It was a village of modest means, houses made of wood and rooves of thatch, and primarily making its income from logging. The forest that surrounded the town was old and home to some of the tallest trees in the land, and sometimes when the princess had time off from her tutoring, she would stare into the dark of the forest with an ever-burning curiosity.
On some days, it seemed as if the trees bent over the tall stone wall that encircled the village as if trying to reclaim the small plot of land the town occupied. It was on a day where her tutors had let her off early that she decided she would walk to the edge, right to the gray stone wall that stood between her and the forest and see if she could cross. Her father forbade her from entering the woods even on the brightest day and with an armed guard.
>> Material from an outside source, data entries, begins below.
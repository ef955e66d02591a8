//! Argument parsing and the command entry point.

use std::io::Write;
use std::path::{Path, PathBuf};

use anyhow::{Context, Result};
use clap::Parser;
use formpack_core::{
    AggregationRequest, Binary, DEFAULT_BINARY_PROPERTY, DEFAULT_FILE_FIELD, Item, MemoryItems,
    PreparedRequest, ProcessingMode, RequestParameters, UploadPolicy, prepare_request,
};
use tracing::{debug, info};

/// Validate files and encode them as a multipart/form-data upload.
#[derive(Debug, Parser)]
#[command(name = "formpack", version, about)]
pub struct Cli {
    /// Files to upload; each one is treated as a separate item
    #[arg(required = true)]
    pub files: Vec<PathBuf>,

    /// Upload only the file at this position (0-based)
    #[arg(long)]
    pub item: Option<usize>,

    /// Processing mode: create, read or read_simplified
    #[arg(long, default_value_t = ProcessingMode::Create)]
    pub mode: ProcessingMode,

    /// Merge all files into a single result
    #[arg(long)]
    pub merge: bool,

    /// Destination folder identifier
    #[arg(long)]
    pub folder_id: Option<String>,

    /// Target spreadsheet identifier
    #[arg(long)]
    pub spreadsheet_id: Option<String>,

    /// Target table identifier (requires --spreadsheet-id)
    #[arg(long)]
    pub table_id: Option<String>,

    /// Free-text processing instructions
    #[arg(long)]
    pub instructions: Option<String>,

    /// Form field name the files are sent under
    #[arg(long, default_value = DEFAULT_FILE_FIELD)]
    pub field_name: String,

    /// Upload policy JSON file
    #[arg(long)]
    pub policy: Option<PathBuf>,

    /// Regenerate the boundary if it occurs inside a file
    #[arg(long)]
    pub scan_boundary: bool,

    /// Write the body here instead of stdout
    #[arg(short, long)]
    pub output: Option<PathBuf>,
}

impl Cli {
    fn parameters(&self) -> RequestParameters {
        RequestParameters {
            mode: self.mode,
            merge: self.merge,
            folder_id: self.folder_id.clone(),
            spreadsheet_id: self.spreadsheet_id.clone(),
            table_id: self.table_id.clone(),
            instructions: self.instructions.clone(),
        }
    }

    fn aggregation_request(&self) -> AggregationRequest {
        let request = match self.item {
            Some(index) => AggregationRequest::single_item(index),
            None => AggregationRequest::all_items(),
        };
        request
            .with_field_name(self.field_name.clone())
            .with_parameters(self.parameters())
    }

    fn items(&self) -> MemoryItems {
        self.files
            .iter()
            .map(|path| Item::new().with_binary(DEFAULT_BINARY_PROPERTY, Binary::from_path(path)))
            .collect()
    }
}

/// Returns `<config dir>/formpack/policy.json`, if a config dir exists.
#[must_use]
pub fn default_policy_path() -> Option<PathBuf> {
    dirs::config_dir().map(|dir| dir.join("formpack").join("policy.json"))
}

/// Loads the upload policy.
///
/// An explicit path must exist. Without one, the default location is used
/// when present, otherwise the built-in limits apply.
///
/// # Errors
///
/// Returns an error if the policy file cannot be read or is invalid.
pub fn load_policy(path: Option<&Path>) -> Result<UploadPolicy> {
    if let Some(path) = path {
        return UploadPolicy::load(path)
            .with_context(|| format!("Failed to load policy from {}", path.display()));
    }

    match default_policy_path() {
        Some(path) if path.exists() => {
            debug!("Loading policy from {:?}", path);
            UploadPolicy::load(&path)
                .with_context(|| format!("Failed to load policy from {}", path.display()))
        }
        _ => Ok(UploadPolicy::default()),
    }
}

/// Builds the request for the given arguments without writing anything.
///
/// # Errors
///
/// Returns an error if the policy cannot be loaded or a file is rejected.
pub fn prepare(cli: &Cli) -> Result<PreparedRequest> {
    let mut policy = load_policy(cli.policy.as_deref())?;
    policy.scan_boundary |= cli.scan_boundary;

    let prepared = prepare_request(&cli.items(), &cli.aggregation_request(), &policy)?;
    Ok(prepared)
}

/// Runs the command: encodes the files and writes the body.
///
/// The `Content-Type` goes to stdout when the body is written to a file,
/// and to stderr when the body itself goes to stdout.
///
/// # Errors
///
/// Returns an error if preparation or writing fails.
pub fn run(cli: &Cli) -> Result<()> {
    let prepared = prepare(cli)?;
    let content_type = prepared.content_type().unwrap_or_default().to_string();

    match &cli.output {
        Some(path) => {
            std::fs::write(path, &prepared.body)
                .with_context(|| format!("Failed to write {}", path.display()))?;
            info!(bytes = prepared.body.len(), "Body written to {:?}", path);
            println!("Content-Type: {content_type}");
        }
        None => {
            let mut stdout = std::io::stdout().lock();
            stdout.write_all(&prepared.body)?;
            stdout.flush()?;
            eprintln!("Content-Type: {content_type}");
        }
    }

    Ok(())
}

#[cfg(test)]
#[allow(clippy::unwrap_used)]
mod tests {
    use super::*;

    #[test]
    fn test_parse_arguments() {
        let cli = Cli::try_parse_from([
            "formpack",
            "a.pdf",
            "b.png",
            "--mode",
            "read_simplified",
            "--merge",
            "--spreadsheet-id",
            "sp_1",
            "--item",
            "1",
            "-o",
            "body.bin",
        ])
        .unwrap();

        assert_eq!(cli.files.len(), 2);
        assert_eq!(cli.mode, ProcessingMode::ReadSimplified);
        assert!(cli.merge);
        assert_eq!(cli.item, Some(1));
        assert_eq!(cli.field_name, "files");
        assert_eq!(cli.output.as_deref(), Some(Path::new("body.bin")));

        let params = cli.parameters();
        assert_eq!(params.spreadsheet_id.as_deref(), Some("sp_1"));
        assert!(params.table_id.is_none());
    }

    #[test]
    fn test_rejects_unknown_mode_and_missing_files() {
        assert!(Cli::try_parse_from(["formpack", "a.pdf", "--mode", "delete"]).is_err());
        assert!(Cli::try_parse_from(["formpack"]).is_err());
    }

    #[test]
    fn test_items_from_paths() {
        let cli = Cli::try_parse_from(["formpack", "/tmp/x/one.csv", "two.xlsx"]).unwrap();
        let items = cli.items();
        assert_eq!(items.items().len(), 2);
        let binary = items.items()[0].binary(DEFAULT_BINARY_PROPERTY).unwrap();
        assert_eq!(binary.metadata.file_name.as_deref(), Some("one.csv"));
    }

    #[test]
    fn test_explicit_policy_must_exist() {
        let err = load_policy(Some(Path::new("/nonexistent/formpack/policy.json"))).unwrap_err();
        assert!(err.to_string().contains("Failed to load policy"));
    }
}
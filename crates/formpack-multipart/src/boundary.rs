//! Multipart boundary tokens.
//!
//! A boundary is chosen per body and must not occur inside any part. Tokens
//! combine a fixed prefix, a nanosecond timestamp and 64 random bits, which
//! makes a collision with real payloads vanishingly unlikely.

use crate::error::{Error, Result};
use chrono::Utc;
use rand::Rng;
use std::fmt;

/// Fixed prefix of every generated boundary.
pub const BOUNDARY_PREFIX: &str = "----FormpackBoundary";

/// Maximum boundary length allowed by RFC 2046.
const MAX_BOUNDARY_LENGTH: usize = 70;

/// A multipart boundary token (without the leading `--`).
#[derive(Debug, Clone, PartialEq, Eq, Hash)]
pub struct Boundary(String);

impl Boundary {
    /// Generates a fresh boundary.
    #[must_use]
    pub fn generate() -> Self {
        let now = Utc::now();
        let timestamp = now
            .timestamp_nanos_opt()
            .unwrap_or_else(|| now.timestamp_micros());
        let random: u64 = rand::thread_rng().r#gen();
        Self(format!("{BOUNDARY_PREFIX}{timestamp:x}{random:016x}"))
    }

    /// Wraps a caller-chosen token.
    ///
    /// # Errors
    ///
    /// Returns an error if the token is empty, longer than 70 characters,
    /// ends with a space, or contains characters outside the RFC 2046
    /// `bchars` set.
    pub fn new(token: impl Into<String>) -> Result<Self> {
        let token = token.into();

        if token.is_empty() || token.len() > MAX_BOUNDARY_LENGTH {
            return Err(Error::InvalidContentType(format!(
                "boundary must be 1-{MAX_BOUNDARY_LENGTH} characters, got {}",
                token.len()
            )));
        }
        if token.ends_with(' ') {
            return Err(Error::InvalidContentType(
                "boundary must not end with a space".to_string(),
            ));
        }
        if let Some(bad) = token.chars().find(|c| !is_bchar(*c)) {
            return Err(Error::InvalidContentType(format!(
                "invalid boundary character {bad:?}"
            )));
        }

        Ok(Self(token))
    }

    /// Returns the token.
    #[must_use]
    pub fn as_str(&self) -> &str {
        &self.0
    }

    /// Returns the delimiter line content (`--` followed by the token).
    #[must_use]
    pub fn delimiter(&self) -> String {
        format!("--{}", self.0)
    }

    /// Checks whether the token occurs anywhere in `data`.
    #[must_use]
    pub fn occurs_in(&self, data: &[u8]) -> bool {
        let needle = self.0.as_bytes();
        data.len() >= needle.len() && data.windows(needle.len()).any(|w| w == needle)
    }
}

impl fmt::Display for Boundary {
    fn fmt(&self, f: &mut fmt::Formatter<'_>) -> fmt::Result {
        f.write_str(&self.0)
    }
}

impl AsRef<str> for Boundary {
    fn as_ref(&self) -> &str {
        &self.0
    }
}

/// RFC 2046 `bchars`.
const fn is_bchar(c: char) -> bool {
    matches!(
        c,
        '0'..='9'
            | 'a'..='z'
            | 'A'..='Z'
            | '\''
            | '('
            | ')'
            | '+'
            | '_'
            | ','
            | '-'
            | '.'
            | '/'
            | ':'
            | '='
            | '?'
            | ' '
    )
}

#[cfg(test)]
#[allow(clippy::unwrap_used, clippy::similar_names)]
mod tests {
    use super::*;

    #[test]
    fn test_generate_has_prefix() {
        let boundary = Boundary::generate();
        assert!(boundary.as_str().starts_with(BOUNDARY_PREFIX));
        assert!(boundary.as_str().len() <= MAX_BOUNDARY_LENGTH);
    }

    #[test]
    fn test_generate_is_valid_token() {
        let boundary = Boundary::generate();
        assert!(Boundary::new(boundary.as_str()).is_ok());
    }

    #[test]
    fn test_generate_unique() {
        let mut seen = std::collections::HashSet::new();
        for _ in 0..1000 {
            assert!(seen.insert(Boundary::generate()), "duplicate boundary");
        }
    }

    #[test]
    fn test_new_rejects_invalid() {
        assert!(Boundary::new("").is_err());
        assert!(Boundary::new("a".repeat(71)).is_err());
        assert!(Boundary::new("trailing ").is_err());
        assert!(Boundary::new("semi;colon").is_err());
        assert!(Boundary::new("quo\"te").is_err());
    }

    #[test]
    fn test_new_accepts_bchars() {
        let boundary = Boundary::new("abc'()+_,-./:=? xyz").unwrap();
        assert_eq!(boundary.to_string(), "abc'()+_,-./:=? xyz");
    }

    #[test]
    fn test_delimiter() {
        let boundary = Boundary::new("XYZ").unwrap();
        assert_eq!(boundary.delimiter(), "--XYZ");
    }

    #[test]
    fn test_occurs_in() {
        let boundary = Boundary::new("XYZ").unwrap();
        assert!(boundary.occurs_in(b"abcXYZdef"));
        assert!(boundary.occurs_in(b"XYZ"));
        assert!(!boundary.occurs_in(b"XY"));
        assert!(!boundary.occurs_in(b""));
        assert!(!boundary.occurs_in(b"xyz"));
    }
}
Today though, wrapped in a dark blue cloak and a pack slung over one shoulder, she would cross over the wall or through the gates to the forest beyond. No one noticed the cloaked figure as they sped down the castle’s steps and through the village, busy with trade and work.
She reached the stone wall in a heap of excited nerves, though quickly stepped back into the shadow of a nearby house to observe the wall before her. There were guards atop it and patrols every so often below. There were two gates, the closest being only a hundred paces to her left. She had to decide what the easiest and least conspicuous way was to escape to the forest beyond–at least for just this afternoon.